Last week, the Nonhuman Rights Project filed three lawsuits seeking "legal personhood" for four chimps who live upstate and are used for research—or, as the NRP puts it, are “imprisoned”— but this week New York judges denied the animal-rights group’s claims. Just how much do chimps have in common with people, though? Consider the following studies:
Chimps empathize with their friends
Yawning when you see another person yawn is a sign of empathy. Humans do it, more often in response to family members or friends than strangers, and primatologist Frans de Waal has shown that the same is true for chimps: "Twenty-three chimpanzees (Pan troglodytes) from two separate groups watched videos of familiar and unfamiliar individuals yawning or at rest (control). The chimpanzees yawned more when watching the familiar yawns than the familiar control group or the unfamiliar yawns, demonstrating an in-group-out-group bias in contagious yawning."
They get stressed out about moving
Human psychologists have made “relocation stress syndrome” an official diagnosis—but it may be applicable to chimps, too. When 72 chimps were relocated from an animal research center in Arizona to one in Texas, researchers looked for chemical signs of stress before, during, and after their journey. They found: “numerous statistically significant differences in hematological, clinical chemistry, and immunological parameters. Some of these were indicative of stress, and thus, changes in welfare state, although many remained within the published normal ranges for chimpanzees.” When the chimps were tested again three to 12 weeks after their arrival in Texas, most still hadn’t made a full recovery.
They learn from each other
Social learning is often thought of as a uniquely human process, but Swiss primatologist Christophe Boesch has produced compelling evidence that chimps teach each other behaviors like cracking nuts through a complex, intergenerational social process. Boesch, who spent years observing chimps in Cote d’Ivoire, identified three key phases young chimpanzees go through as they learn to crack nuts. First, young chimps make unsuccessful attempts to crack nuts open without the proper tools, like simple hammers and anvils. In the second phase, which sets in at around age three, chimps begin to understand the relationships between nuts, hammers and anvils, but they lack the necessary physical strength. Only in the final stage, when the development of their musculature coincides with sufficient cognitive awareness, do they manage to regularly crack open nuts. When researchers gave nuts, hammers and anvils to captive chimpanzees that had grown up in zoos, they found that they were far less adept at cracking the nuts—leading researchers to conclude that chimps must learn from adults and others of their own kind.
They can recognize each other by their butts
We’ve known since 1970 that chimps can be taught to recognize their own reflections in a mirror, and last year De Waal and Jennifer Pokorny showed that chimps can also recognize members of their social groups—from photos of just their behinds. Researchers presented adult chimps with photos of other chimps’ behinds, and were easily able to train them to select the facial image that corresponded with the behind—a sure sign of interpersonal awareness and intelligence.
Not all chimps have the same grooming and courtship habits
Scottish researcher Andrew Whiten studied seven African chimp populations and identified 65 categories of behavior, 42 of which differed from site to site—to such an extent that he believed different chimp “cultures” could be identified.
Each community exhibits an entire set of behaviors that differentiates it from other groups. As a result, we can talk about “Gombe culture” or “Tai culture.” Indeed, once we observe how a chimpanzee behaves, we can identify where the animal lives. For instance, an individual that cracks nuts, leaf-clips during drumming displays, fishes for ants with one hand using short sticks, and knuckle knocks to attract females clearly comes from the Tai Forest. A chimp that leaf grooms and hand-clasps during grooming can come from the Kibale Forest or the Mahale Mountains, but if you notice that he also ant-fishes, there is no doubt anymore—he comes from Mahale.
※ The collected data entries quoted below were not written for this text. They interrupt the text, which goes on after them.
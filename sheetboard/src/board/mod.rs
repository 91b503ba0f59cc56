//! Completion statistics for the dashboard
//!
//! - `aggregate`: counting over one sheet's rows
//! - `view`: sidebar overview and selected-sheet detail assembly
//! - `pass`: a full fetch-and-aggregate pass producing a [`Board`](crate::models::Board)

pub mod aggregate;
pub mod pass;
pub mod view;

pub use pass::render_pass;
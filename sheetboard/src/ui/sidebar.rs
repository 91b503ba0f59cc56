//! Sidebar overview: one card per sheet

use ratatui::{
    prelude::*,
    widgets::{Gauge, Paragraph},
};

use super::helpers::card_block;
use crate::models::SheetSummary;
use crate::theme::{
    AMBER_WARNING, BG_PRIMARY, BG_TERTIARY, CYAN_PRIMARY, GREEN_SUCCESS, RED_ERROR,
    TEXT_MUTED, TEXT_PRIMARY, TEXT_SECONDARY,
};
use crate::utils::truncate_chars;

/// Height of a sheet card:
/// - with progress: 5 lines (border + name + gauge + caption + border)
/// - otherwise: 4 lines (border + name + warning + border)
pub fn card_height(summary: &SheetSummary) -> u16 {
    if summary.has_progress() { 5 } else { 4 }
}

/// First card to draw so the selected card stays on screen
pub fn first_visible_card(heights: &[u16], selected: usize, available: u16) -> usize {
    let mut first = 0;
    while first < selected {
        let used: u16 = heights[first..=selected.min(heights.len() - 1)].iter().sum();
        if used <= available {
            break;
        }
        first += 1;
    }
    first
}

/// Warning caption for a sheet without a progress gauge
pub fn warning_caption(summary: &SheetSummary, status_column: &str) -> (String, Color) {
    match &summary.fetch_error {
        Some(error) => (format!("⚠ error: {}", error), RED_ERROR),
        None => (
            format!("⚠ no data or no \"{}\" column", status_column),
            AMBER_WARNING,
        ),
    }
}

fn render_sheet_card(
    area: Rect,
    summary: &SheetSummary,
    selected: bool,
    status_column: &str,
    frame: &mut Frame,
) {
    let mut block = card_block(selected);
    if selected {
        block = block.style(Style::default().bg(BG_TERTIARY));
    }
    let inner = block.inner(area);
    frame.render_widget(block, area);

    let inner_width = inner.width.saturating_sub(2) as usize;
    let (indicator, indicator_color) = if summary.has_progress() && summary.completed == summary.total {
        ("●", GREEN_SUCCESS)
    } else if selected {
        ("●", CYAN_PRIMARY)
    } else {
        ("○", TEXT_MUTED)
    };
    let name_color = if selected { CYAN_PRIMARY } else { TEXT_PRIMARY };
    let name_line = Line::from(vec![
        Span::styled(format!("{} ", indicator), Style::default().fg(indicator_color)),
        Span::styled(
            truncate_chars(&summary.name, inner_width),
            Style::default().fg(name_color).add_modifier(Modifier::BOLD),
        ),
    ]);

    let lines = Layout::default()
        .direction(Direction::Vertical)
        .constraints([
            Constraint::Length(1),
            Constraint::Length(1),
            Constraint::Length(1),
        ])
        .split(inner);

    frame.render_widget(Paragraph::new(name_line), lines[0]);

    if summary.has_progress() {
        let gauge = Gauge::default()
            .gauge_style(Style::default().fg(CYAN_PRIMARY).bg(BG_PRIMARY))
            .ratio(summary.ratio.clamp(0.0, 1.0))
            .label("");
        frame.render_widget(gauge, lines[1]);

        let caption = Line::from(Span::styled(
            format!("✓ {} / {}", summary.completed, summary.total),
            Style::default().fg(TEXT_SECONDARY),
        ));
        frame.render_widget(Paragraph::new(caption), lines[2]);
    } else {
        let (text, color) = warning_caption(summary, status_column);
        let caption = Line::from(Span::styled(
            truncate_chars(&text, inner.width as usize),
            Style::default().fg(color),
        ));
        frame.render_widget(Paragraph::new(caption), lines[1]);
    }
}

/// Render the heading and the sheet cards, keeping the selected card visible
pub fn render_overview(
    area: Rect,
    heading: &str,
    overview: &[SheetSummary],
    selected: Option<usize>,
    status_column: &str,
    frame: &mut Frame,
) {
    let sections = Layout::default()
        .direction(Direction::Vertical)
        .constraints([Constraint::Length(2), Constraint::Min(0)])
        .split(area);

    let heading_line = Line::from(Span::styled(
        format!(" {}", heading),
        Style::default()
            .fg(TEXT_SECONDARY)
            .add_modifier(Modifier::BOLD),
    ));
    frame.render_widget(Paragraph::new(heading_line), sections[0]);

    if overview.is_empty() {
        let empty = Paragraph::new(Span::styled(" No sheets", Style::default().fg(TEXT_MUTED)));
        frame.render_widget(empty, sections[1]);
        return;
    }

    let list_area = sections[1];
    let heights: Vec<u16> = overview.iter().map(card_height).collect();
    let first = first_visible_card(&heights, selected.unwrap_or(0), list_area.height);

    let mut y = list_area.y;
    let bottom = list_area.y + list_area.height;
    for (index, summary) in overview.iter().enumerate().skip(first) {
        let height = heights[index];
        if y + height > bottom {
            break;
        }
        let card_area = Rect::new(list_area.x, y, list_area.width, height);
        render_sheet_card(
            card_area,
            summary,
            selected == Some(index),
            status_column,
            frame,
        );
        y += height;
    }
}

#[cfg(test)]
mod tests {
    use super::*;
    use crate::models::Tally;

    fn summary(total: usize, completed: usize, has_status_column: bool) -> SheetSummary {
        SheetSummary::from_tally(
            "A",
            Tally {
                total,
                completed,
                ratio: if total > 0 {
                    completed as f64 / total as f64
                } else {
                    0.0
                },
                has_status_column,
            },
        )
    }

    #[test]
    fn test_card_height() {
        assert_eq!(card_height(&summary(2, 1, true)), 5);
        assert_eq!(card_height(&summary(0, 0, false)), 4);
        assert_eq!(card_height(&SheetSummary::failed("B", "boom")), 4);
    }

    #[test]
    fn test_warning_caption_missing_status() {
        let (text, color) = warning_caption(&summary(3, 0, false), "狀態");
        assert_eq!(text, "⚠ no data or no \"狀態\" column");
        assert_eq!(color, AMBER_WARNING);
    }

    #[test]
    fn test_warning_caption_fetch_error() {
        let (text, color) = warning_caption(&SheetSummary::failed("B", "HTTP 500"), "狀態");
        assert_eq!(text, "⚠ error: HTTP 500");
        assert_eq!(color, RED_ERROR);
    }

    #[test]
    fn test_first_visible_card_when_everything_fits() {
        assert_eq!(first_visible_card(&[5, 5, 5], 2, 20), 0);
    }

    #[test]
    fn test_first_visible_card_scrolls_to_selected() {
        assert_eq!(first_visible_card(&[5, 5, 5, 5], 3, 10), 2);
        assert_eq!(first_visible_card(&[5, 4, 5, 4], 3, 9), 2);
    }
}
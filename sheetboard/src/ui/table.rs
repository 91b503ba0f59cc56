//! Task table rendering

use ratatui::{
    prelude::*,
    widgets::{Cell, Row, Table},
};

use super::helpers::card_block;
use crate::models::ProjectedRow;
use crate::theme::{BG_TERTIARY, CYAN_PRIMARY, GREEN_SUCCESS, TEXT_MUTED, TEXT_PRIMARY};

/// Rows that fit in a table of the given outer height (borders and header excluded)
pub fn visible_rows(height: u16) -> usize {
    height.saturating_sub(3) as usize
}

/// First row to draw so that `offset` never scrolls past the last page
pub fn clamp_offset(offset: usize, total: usize, visible: usize) -> usize {
    offset.min(total.saturating_sub(visible))
}

/// Render the projected task table starting at `offset`.
///
/// Cells of the status column that hold the done value are highlighted.
pub fn render_task_table(
    area: Rect,
    columns: &[String],
    rows: &[ProjectedRow],
    offset: usize,
    status_column: &str,
    done_value: &str,
    frame: &mut Frame,
) {
    let visible = visible_rows(area.height);
    let offset = clamp_offset(offset, rows.len(), visible);
    let last = (offset + visible).min(rows.len());

    let title = if rows.is_empty() {
        " Tasks ".to_string()
    } else {
        format!(" Tasks {}-{} of {} ", offset + 1, last, rows.len())
    };

    let header = Row::new(columns.iter().map(|column| {
        Cell::from(Span::styled(
            column.clone(),
            Style::default()
                .fg(CYAN_PRIMARY)
                .add_modifier(Modifier::BOLD),
        ))
    }))
    .style(Style::default().bg(BG_TERTIARY));

    let body = rows[offset..last].iter().map(|record| {
        Row::new(record.iter().map(|(column, value)| {
            let color = if column == status_column && value == done_value {
                GREEN_SUCCESS
            } else {
                TEXT_PRIMARY
            };
            Cell::from(Span::styled(value.clone(), Style::default().fg(color)))
        }))
    });

    let widths = vec![Constraint::Ratio(1, columns.len().max(1) as u32); columns.len()];

    let table = Table::new(body, widths)
        .header(header)
        .column_spacing(2)
        .block(
            card_block(false).title(Span::styled(title, Style::default().fg(TEXT_MUTED))),
        );

    frame.render_widget(table, area);
}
Not all chimps have the same table manners
In one of the most famous studies of chimpanzee behavior, anthropologist Jane Goodall observed that chimps in Gombe National Park in Tanzania would use twigs or blades of grass as tools to “fish” termites out of trees: When the chimps poked their tools into the termites’ habitat, they would react by defensively biting the tool—at which point the chimp only had to extract the tool to enjoy a termite feast. In the Gombe, chimps tend to use both ends of a twig before throwing it away, but on Mount Assirik in Senegal, they discard the twig after using only one end. This cannot, according to researchers, be explained by ecological differences—so we turn to cultural ones.
Chimps are complex creatures, and the Nonhuman Rights Project doesn’t plan to give up. But bad things happen when we forget that chimps are not humans.